Di solito la segnalazione di una situazione di difficoltà di apprendimento o comportamento scolare avviene da parte degli insegnanti i quali si rivolgono ai servizi socio-sanitari di base, affinchè gli operatori (psicologi e assistenti sociali) svolgano un’indagine sui motivi che determinano lo scarso rendimento, l’insuccesso scolastico e/o le condotte disadattative del bambino.
Esiste altresì una percentuale, anche se minore, di genitori che si rivolgono spontaneamente ad un professionista perché preoccupati per il disagio espresso dai loro figli.
Eccetto i casi, percentualmente rari, di insufficienza mentale grave su base organica, la maggioranza dei bambini che giungono ad una consultazione mostra un disadattamento scolastico e delle difficoltà di apprendimento che non sono proporzionali al quoziente intellettivo. In poche parole si tratta per lo più di bambini normodotati. Del resto la maggior parte degli studiosi è concorde nel ritenere che, per una corretta comprensione di ogni singolo caso sono necessari:
– la misurazione psicometrica del quoziente intellettivo,
– la valutazione clinica (prove piajettiane) volta a comprendere la struttura del ragionamento in funzione dei diversi stadi,
– la conoscenza del contesto socio-familiare nel quale il bambino vive,
– l’analisi dell’affettività e delle relazioni oggettuali.

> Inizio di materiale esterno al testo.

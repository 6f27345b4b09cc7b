//! `SessionManager` (spec.md §3 "Ownership rules": "SessionManager
//! exclusively owns all Sessions"). Sessions live in a generational arena
//! (spec.md §9); `localSessionId` and `(peerAddress, peerSessionId)` are
//! secondary indices into it.

use crate::error::SessionError;
use crate::session::Session;
use matter_types::{Arena, FabricIndex, Handle, NodeId};
use rand::Rng;
use std::collections::HashMap;
use std::sync::RwLock;
use tokio::sync::broadcast;
use tracing::{info, warn};

/// `(fabricIndex, nodeId)` indexing key for outgoing lookups. `fabric_index`
/// is `None` for PASE sessions, which precede fabric membership.
#[derive(Debug, Clone, Copy, PartialEq, Eq, Hash)]
pub struct OutgoingKey {
    pub fabric_index: Option<FabricIndex>,
    pub peer_node_id: Option<NodeId>,
    pub peer_session_id: u16,
}

#[derive(Debug, Clone, Copy, PartialEq, Eq)]
pub struct SessionDestroyed {
    pub handle: Handle<Session>,
    pub local_session_id: u16,
}

struct Indices {
    by_local_id: HashMap<u16, Handle<Session>>,
    by_outgoing_key: HashMap<OutgoingKey, Handle<Session>>,
}

pub struct SessionManager {
    arena: RwLock<Arena<Session>>,
    indices: RwLock<Indices>,
    destroyed: broadcast::Sender<SessionDestroyed>,
}

impl Default for SessionManager {
    fn default() -> Self {
        Self::new()
    }
}

impl SessionManager {
    pub fn new() -> Self {
        let (destroyed, _rx) = broadcast::channel(128);
        SessionManager {
            arena: RwLock::new(Arena::new()),
            indices: RwLock::new(Indices { by_local_id: HashMap::new(), by_outgoing_key: HashMap::new() }),
            destroyed,
        }
    }

    pub fn subscribe_destroyed(&self) -> broadcast::Receiver<SessionDestroyed> {
        self.destroyed.subscribe()
    }

    /// Pick a random, currently-unused `localSessionId` (never `0`, which
    /// is reserved for the unsecured session).
    pub fn allocate_local_session_id(&self) -> u16 {
        let indices = self.indices.read().expect("lock poisoned");
        loop {
            let candidate: u16 = rand::thread_rng().gen_range(1..=u16::MAX);
            if !indices.by_local_id.contains_key(&candidate) {
                return candidate;
            }
        }
    }

    pub fn insert(&self, session: Session) -> Handle<Session> {
        let local_id = session.local_session_id;
        let outgoing_key = OutgoingKey {
            fabric_index: session.fabric_index,
            peer_node_id: session.peer_node_id,
            peer_session_id: session.peer_session_id,
        };
        let handle = self.arena.write().expect("lock poisoned").insert(session);
        let mut indices = self.indices.write().expect("lock poisoned");
        indices.by_local_id.insert(local_id, handle);
        indices.by_outgoing_key.insert(outgoing_key, handle);
        info!(local_session_id = local_id, "session established");
        handle
    }

    pub fn get(&self, handle: Handle<Session>) -> Option<()> {
        self.arena.read().expect("lock poisoned").contains(handle).then_some(())
    }

    pub fn with_session<R>(&self, handle: Handle<Session>, f: impl FnOnce(&Session) -> R) -> Option<R> {
        self.arena.read().expect("lock poisoned").get(handle).map(f)
    }

    pub fn with_session_mut<R>(&self, handle: Handle<Session>, f: impl FnOnce(&mut Session) -> R) -> Option<R> {
        self.arena.write().expect("lock poisoned").get_mut(handle).map(f)
    }

    pub fn by_local_session_id(&self, local_session_id: u16) -> Result<Handle<Session>, SessionError> {
        self.indices
            .read()
            .expect("lock poisoned")
            .by_local_id
            .get(&local_session_id)
            .copied()
            .ok_or(SessionError::UnknownLocalSessionId(local_session_id))
    }

    pub fn by_outgoing_key(&self, key: OutgoingKey) -> Option<Handle<Session>> {
        self.indices.read().expect("lock poisoned").by_outgoing_key.get(&key).copied()
    }

    /// Explicit shutdown / peer loss / timeout (spec.md §3 lifecycle).
    pub fn destroy(&self, handle: Handle<Session>) -> bool {
        let removed = {
            let mut arena = self.arena.write().expect("lock poisoned");
            arena.remove(handle)
        };
        let Some(session) = removed else { return false };
        let mut indices = self.indices.write().expect("lock poisoned");
        indices.by_local_id.remove(&session.local_session_id);
        indices.by_outgoing_key.remove(&OutgoingKey {
            fabric_index: session.fabric_index,
            peer_node_id: session.peer_node_id,
            peer_session_id: session.peer_session_id,
        });
        let _ = self.destroyed.send(SessionDestroyed { handle, local_session_id: session.local_session_id });
        true
    }

    /// Fabric removal cascade (spec.md §4.E): destroy every session bound
    /// to `fabric_index`. Callers wire `FabricRegistry`'s `Deleted` event to
    /// this.
    pub fn destroy_all_for_fabric(&self, fabric_index: FabricIndex) -> usize {
        let handles: Vec<Handle<Session>> = {
            let arena = self.arena.read().expect("lock poisoned");
            arena.iter().filter(|(_, s)| s.fabric_index == Some(fabric_index)).map(|(h, _)| h).collect()
        };
        let count = handles.len();
        if count > 0 {
            warn!(fabric_index = fabric_index.value(), count, "cascading session teardown for removed fabric");
        }
        for handle in handles {
            self.destroy(handle);
        }
        count
    }

    pub fn len(&self) -> usize {
        self.arena.read().expect("lock poisoned").len()
    }

    pub fn is_empty(&self) -> bool {
        self.len() == 0
    }
}
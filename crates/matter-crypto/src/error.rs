#[derive(Debug, thiserror::Error)]
pub enum CryptoError {
    #[error("invalid key material: {0}")]
    InvalidKey(&'static str),
    #[error("AEAD seal/open failed (tampered, wrong key, or wrong nonce)")]
    AeadFailure,
    #[error("signature verification failed")]
    SignatureInvalid,
    #[error("HKDF expand failed: output length too large for the hash")]
    HkdfExpand,
}
use matter_codec::CodecError;
use matter_crypto::CryptoError;
use matter_exchange::ExchangeError;
use matter_fabric::FabricError;
use matter_session::SessionError;
use matter_transport::TransportError;

#[derive(Debug, thiserror::Error)]
pub enum NodeError {
    #[error("codec error: {0}")]
    Codec(#[from] CodecError),
    #[error("crypto error: {0}")]
    Crypto(#[from] CryptoError),
    #[error("session error: {0}")]
    Session(#[from] SessionError),
    #[error("exchange error: {0}")]
    Exchange(#[from] ExchangeError),
    #[error("fabric error: {0}")]
    Fabric(#[from] FabricError),
    #[error("transport error: {0}")]
    Transport(#[from] TransportError),
    #[error("received frame for unknown local session id {0}")]
    UnknownSession(u16),
    #[error("received frame on an unregistered protocol {0}")]
    UnknownProtocol(u16),
    #[error("malformed application message: {0}")]
    MalformedMessage(String),
}
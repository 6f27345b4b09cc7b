//! The `Session` record (spec.md §3): common fields shared by every
//! variant, plus the variant tag.

use crate::params::SessionParameters;
use matter_codec::MessageCounter;
use matter_types::{FabricIndex, NodeId};
use zeroize::Zeroize;

#[derive(Debug, Clone, Copy, PartialEq, Eq)]
pub enum SessionKind {
    Unsecure,
    Pase,
    Case,
    Group,
}

/// A secure (or unsecure, pre-handshake) session (spec.md §3).
pub struct Session {
    pub kind: SessionKind,
    pub local_session_id: u16,
    pub peer_session_id: u16,
    pub peer_node_id: Option<NodeId>,
    /// Present once the session is bound to a joined fabric (PASE sessions
    /// are not; they precede fabric membership).
    pub fabric_index: Option<FabricIndex>,
    pub encrypt_key: [u8; 16],
    pub decrypt_key: [u8; 16],
    /// `Ke` from SPAKE2+/Sigma — used later for Vendor-ID Verification
    /// signatures (spec.md §4.D.2).
    pub attestation_challenge: [u8; 32],
    pub send_counter: MessageCounter,
    pub parameters: SessionParameters,
}

impl Session {
    pub fn new(
        kind: SessionKind,
        local_session_id: u16,
        peer_session_id: u16,
        peer_node_id: Option<NodeId>,
        fabric_index: Option<FabricIndex>,
        encrypt_key: [u8; 16],
        decrypt_key: [u8; 16],
        attestation_challenge: [u8; 32],
        initial_counter: u32,
        parameters: SessionParameters,
    ) -> Self {
        Session {
            kind,
            local_session_id,
            peer_session_id,
            peer_node_id,
            fabric_index,
            encrypt_key,
            decrypt_key,
            attestation_challenge,
            send_counter: MessageCounter::new(initial_counter),
            parameters,
        }
    }

    pub fn is_secure(&self) -> bool {
        !matches!(self.kind, SessionKind::Unsecure)
    }
}

/// Session keys and the attestation challenge are secret for the life of
/// the session; `SessionManager::destroy` drops the arena slot, so this
/// is where they actually get wiped.
impl Drop for Session {
    fn drop(&mut self) {
        self.encrypt_key.zeroize();
        self.decrypt_key.zeroize();
        self.attestation_challenge.zeroize();
    }
}
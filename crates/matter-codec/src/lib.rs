pub mod counter;
pub mod error;
pub mod header;
pub mod packet;

pub use counter::MessageCounter;
pub use error::CodecError;
pub use header::{NodeAddress, PacketHeader, PayloadHeader, SecurityFlags};
pub use packet::{ChannelLimit, Packet, DEFAULT_TCP_MAX_MESSAGE_SIZE, UDP_MAX_PAYLOAD};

Tratterò prevalentemente gli ultimi due punti considerando il disturbo dell’apprendimento come il sintomo patognomonico di una situazione patologica dell’apparato psichico.

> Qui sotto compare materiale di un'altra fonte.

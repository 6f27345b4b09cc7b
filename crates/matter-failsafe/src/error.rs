#[derive(Debug, thiserror::Error)]
pub enum FailsafeError {
    #[error("failsafe already armed for fabric {armed}, request was for fabric {requested}")]
    ArmedForDifferentFabric { armed: u8, requested: u8 },
    #[error("ArmFailSafe must come from a PASE session or an already-armed CASE commissioning window")]
    RequiresPaseOrArmedCase,
    #[error("CommissioningComplete must arrive over CASE")]
    RequiresCase,
    #[error("CommissioningComplete fabric {accessing} does not match armed fabric {armed}")]
    FabricMismatch { accessing: u8, armed: u8 },
    #[error("failsafe is not armed")]
    NotArmed,
    #[error("cumulative failsafe budget of {limit_secs}s exhausted for this commissioning session")]
    CumulativeBudgetExhausted { limit_secs: u64 },
}
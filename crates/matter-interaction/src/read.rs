//! Read / Report (spec.md §4.G.2): data-version-filtered attribute reads
//! and event reads, streamed as size-bounded chunks.

use crate::endpoint::EndpointGraph;
use crate::error::ImStatus;
use matter_types::{AccessLevel, AttributePath, ConcreteAttributePath, ConcreteEventPath, EventPath, NodeId, OpaqueValue};

#[derive(Debug, Clone)]
pub struct DataVersionFilter {
    pub cluster_path: matter_types::ConcreteClusterPath,
    pub data_version: u32,
}

#[derive(Debug, Clone)]
pub struct ReadRequest {
    pub attribute_paths: Vec<AttributePath>,
    pub event_paths: Vec<EventPath>,
    pub data_version_filters: Vec<DataVersionFilter>,
    pub is_fabric_filtered: bool,
}

#[derive(Debug, Clone)]
pub enum ReportChunk {
    Attribute { path: ConcreteAttributePath, data_version: u32, value: OpaqueValue },
    AttributeStatus { path: ConcreteAttributePath, status: ImStatus },
    Event { path: ConcreteEventPath, event_number: u64, value: OpaqueValue },
}

/// Any single chunk's encoded size must not exceed the session's maximum
/// payload (spec.md §4.G.2); we approximate "encoded size" with the JSON
/// length of the carried value, which is the same `OpaqueValue`
/// representation used throughout this workspace in place of real TLV.
fn approx_encoded_len(value: &OpaqueValue) -> usize {
    serde_json::to_vec(value).map(|v| v.len()).unwrap_or(0) + 16
}

/// Run a Read/Report over `request` against `graph`, producing chunks no
/// larger than `max_chunk_bytes` each. An over-large single list value is
/// split element-by-element (spec.md: "the list attribute is cleared then
/// emitted element-by-element").
pub fn read(graph: &EndpointGraph, request: &ReadRequest, subject: Option<NodeId>, max_chunk_bytes: usize) -> Vec<Vec<ReportChunk>> {
    let mut flat = Vec::new();

    for pattern in &request.attribute_paths {
        for resolved in graph.resolve_attribute_paths(pattern, subject, AccessLevel::View) {
            match resolved {
                Err((path, status)) => flat.push(ReportChunk::AttributeStatus { path, status }),
                Ok(path) => {
                    let Some(endpoint) = graph.get(path.endpoint) else { continue };
                    let Some(cluster) = endpoint.clusters.get(&path.cluster) else { continue };
                    if filtered_out(&request.data_version_filters, path.endpoint, path.cluster, cluster.data_version) {
                        continue;
                    }
                    match cluster.attributes.get(&path.attribute) {
                        Some(value) => push_attribute_value(&mut flat, path, cluster.data_version, value, max_chunk_bytes),
                        None => flat.push(ReportChunk::AttributeStatus { path, status: ImStatus::UnsupportedAttribute }),
                    }
                }
            }
        }
    }

    for pattern in &request.event_paths {
        for path in graph.resolve_event_paths(pattern) {
            let Some(endpoint) = graph.get(path.endpoint) else { continue };
            let Some(cluster) = endpoint.clusters.get(&path.cluster) else { continue };
            let event_min = pattern.event_min.unwrap_or(0);
            if cluster.next_event_number > event_min {
                // A real engine stores an event log; here we report the
                // latest-known event number as a stand-in, since event
                // *storage* is out of this workspace's scope (spec.md §1).
                flat.push(ReportChunk::Event {
                    path,
                    event_number: cluster.next_event_number.saturating_sub(1),
                    value: OpaqueValue::Null,
                });
            }
        }
    }

    chunk_by_size(flat, max_chunk_bytes)
}

fn filtered_out(filters: &[DataVersionFilter], endpoint: matter_types::EndpointId, cluster: matter_types::ClusterId, current: u32) -> bool {
    filters
        .iter()
        .any(|f| f.cluster_path.endpoint == endpoint && f.cluster_path.cluster == cluster && f.data_version == current)
}

fn push_attribute_value(out: &mut Vec<ReportChunk>, path: ConcreteAttributePath, data_version: u32, value: &OpaqueValue, max_chunk_bytes: usize) {
    if let OpaqueValue::Array(items) = value {
        if approx_encoded_len(value) > max_chunk_bytes && items.len() > 1 {
            for item in items {
                out.push(ReportChunk::Attribute { path, data_version, value: item.clone() });
            }
            return;
        }
    }
    out.push(ReportChunk::Attribute { path, data_version, value: value.clone() });
}

fn chunk_by_size(chunks: Vec<ReportChunk>, max_chunk_bytes: usize) -> Vec<Vec<ReportChunk>> {
    let mut pages = Vec::new();
    let mut current: Vec<ReportChunk> = Vec::new();
    let mut current_size = 0usize;
    for chunk in chunks {
        let size = chunk_size(&chunk);
        if !current.is_empty() && current_size + size > max_chunk_bytes {
            pages.push(std::mem::take(&mut current));
            current_size = 0;
        }
        current_size += size;
        current.push(chunk);
    }
    if !current.is_empty() {
        pages.push(current);
    }
    pages
}

fn chunk_size(chunk: &ReportChunk) -> usize {
    match chunk {
        ReportChunk::Attribute { value, .. } => approx_encoded_len(value),
        ReportChunk::AttributeStatus { .. } => 16,
        ReportChunk::Event { value, .. } => approx_encoded_len(value),
    }
}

Innanzitutto, valutando l’età di insorgenza dei sintomi, sarà opportuno appurare se questi interessino tutti i tipi di apprendimento o se investano un ambito specifico (lettura, scrittura, calcolo) e se ad essi siano associati difficoltà relazionali.
In verità si tratta di distinzioni piuttosto arbitrarie, perché, a ben vedere, una difficoltà scolastica che si presenta durante la pubertà o l’adolescenza, avrà senz’altro degli antecedenti nelle fasi di sviluppo precedenti, magari con manifestazioni esteriori differenti; ad esempio, la dislessia, secondo C. Chiland, deve essere considerata “l’equivalente di un sintomo nevrotico (o psicotico)” 1 da situare nell’insieme dell’organizzazione mentale del bambino e del quale va valutato il valore economico.
Nella mia esperienza clinica ho modo di osservare bambini e ragazzi della scuola dell’obbligo, provenienti da ambienti socio-culturali diversi, con difficoltà scolastiche più o meno gravi, presenti dall’inizio della scolarizzazione e adulti con una storia evolutiva analoga.
Presentano diversi tratti di personalità: possono essere instabili sul piano motorio e collerici, oppure al contrario taciturni con un comportamento passivo, apatico ed un aspetto sognante come di chi ha la testa altrove. E’ difficile incontrare il loro sguardo perché pur guardando la persona che hanno di fronte sembrano non vederla. Hanno occhi “acquosi” che vagano nell’orbita oculare come una barca alla deriva. L’aspetto stanco di colui che svolge un lavoro faticosissimo o una guerra senza fine.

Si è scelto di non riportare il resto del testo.